Economia

Banco público retoma o crédito

O Banco de Poupança e Crédito (BPC), instituição financeira de capitais públicos, retoma em breve a concessão de créditos a empresas e particulares, anunciou o presidente da comissão executiva da instituição, Zinho Baptista, domingo, em Paris.

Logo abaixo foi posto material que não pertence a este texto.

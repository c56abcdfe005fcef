pub mod config;
pub mod edges;
pub mod hough;
pub mod median;
pub mod proximity;
pub mod smooth;

pub use config::{CenterFilterConfig, DetectionConfig, HoughParams, ProximityMode};
pub use hough::hough_circles;
pub use proximity::{filter_near_center, is_near_center};

use tracing::info;

use crate::error::{RefscaleError, Result};
use crate::frame::{CircleCandidate, Frame, ImageCenter};

use median::median_blur;

/// Result of one detection pass over a photo.
#[derive(Clone, Debug)]
pub struct DetectionReport {
    pub width: u32,
    pub height: u32,
    pub center: ImageCenter,
    /// Every circle the transform found, rounded to whole pixels.
    pub candidates: Vec<CircleCandidate>,
    /// Candidates whose center passed the proximity filter.
    pub kept: Vec<CircleCandidate>,
}

/// Detect circles in a grayscale frame and keep the ones near its center.
///
/// Pipeline: median blur -> gradient Hough transform -> round to whole
/// pixels -> center proximity filter.
pub fn detect_reference_circles(frame: &Frame, config: &DetectionConfig) -> Result<DetectionReport> {
    config.validate()?;
    if frame.is_empty() {
        return Err(RefscaleError::InvalidDimensions {
            width: frame.width() as u32,
            height: frame.height() as u32,
        });
    }

    let blurred = median_blur(&frame.data, config.median_ksize);
    let candidates: Vec<CircleCandidate> = hough_circles(&blurred, &config.hough)?
        .into_iter()
        .map(CircleCandidate::rounded)
        .collect();

    let center = frame.center();
    let kept = filter_near_center(&candidates, center, &config.center);

    info!(
        width = frame.width(),
        height = frame.height(),
        candidates = candidates.len(),
        kept = kept.len(),
        mode = %config.center.mode,
        "Circle detection complete"
    );

    Ok(DetectionReport {
        width: frame.width() as u32,
        height: frame.height() as u32,
        center,
        candidates,
        kept,
    })
}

BPC em processo de reestruturação vai receber milhões de dólares em dinheiro fresco através da emissão de Obrigações do Tesouro
Fotografia: Kindala Manuel | Edições Novembro

Zinho Baptista acrescentou que o BPC vai adoptar regras de controlo mais rígidas no processo de concessão de crédito tanto a pessoas colectivas como a singulares e a adopção de regras de controlo impondo uma maior responsabilização aos tomadores de créditos, para que o utilizem de uma forma correcta.
O administrador do BPC, que na capital francesa fez parte de uma delegação chefiada pelo governador do Banco Nacional de Angola (BNA), Valter Filipe, adiantou que mal o trabalho fique concluído “daremos a conhecer os critérios que o BPC desenhou para que os cidadãos e as empresas ocorram ao crédito bancário.”
O BPC, o maior banco comercial de Angola, vai ter o seu capital social aumentado através da entrada de 67.500 milhões de kwanzas (405 milhões de dólares) em dinheiro fresco a ser obtido através da emissão de Obrigações do Tesouro (OT).
O BPC anunciou em meados de 2015 a suspensão da concessão de crédito à economia, tendo sido na altura apresentadas como razões a redução de recursos devido à baixa do preço do petróleo no mercado internacional. Naquele período, o Estado passou a arrecadar menos receitas com a venda do petróleo e, por via disso, poucos fundos passaram a estar disponíveis no BPC, maior operador do Estado, para emprestar às empresas e famílias e que apresenta a mais elevada taxa de crédito malparado (23 por cento)  ou vencido a mais de 90 dias do sistema financeiro angolano.
“Um banco comercial existe para conceder crédito, se fica sem conceder crédito então não existe”, ressaltou o gestor quando falava à imprensa, após encontro com parceiros e bancos correspondentes franceses.

Restruturação do BPC

A grande preocupação com a reestruturação do banco versa sobre a adequação da sua conduta às regras internacionais de boas práticas de gestão corporativa, com destaque para as questões ligadas ao compliance ou normas de conformidade.
“É preciso passar a ideia que em Angola também se cumprem regras. Viemos a França para transmitir essa mensagem”, declarou Zinho Baptista.
Realçou que a cultura do uso do dinheiro (cédulas) tem que ser reduzida e aos poucos abandonada.  O gestor do BPC, no cargo há sete meses, disse que dos bancos franceses receberam o conselho de que é urgente evoluir para a banca digital e electrónica, a fim de permitir monitorizar as operações dos clientes.
“Isso não significa cortar a liberdade dos clientes no uso dos seus  bens, disse, sublinhando que esse processo regula a utilização desses bens para que não potencie  o pagamento de operações suspeitas e que configurem lavagem de dinheiro ou potenciem o apoio ao terrorismo. O BPC tem como accionistas o Ministério das Finanças, em representação do Estado angolano, a Caixa de Segurança Social das Forças Armadas Angolanas e o Instituto Nacional de Segurança Social (INSS).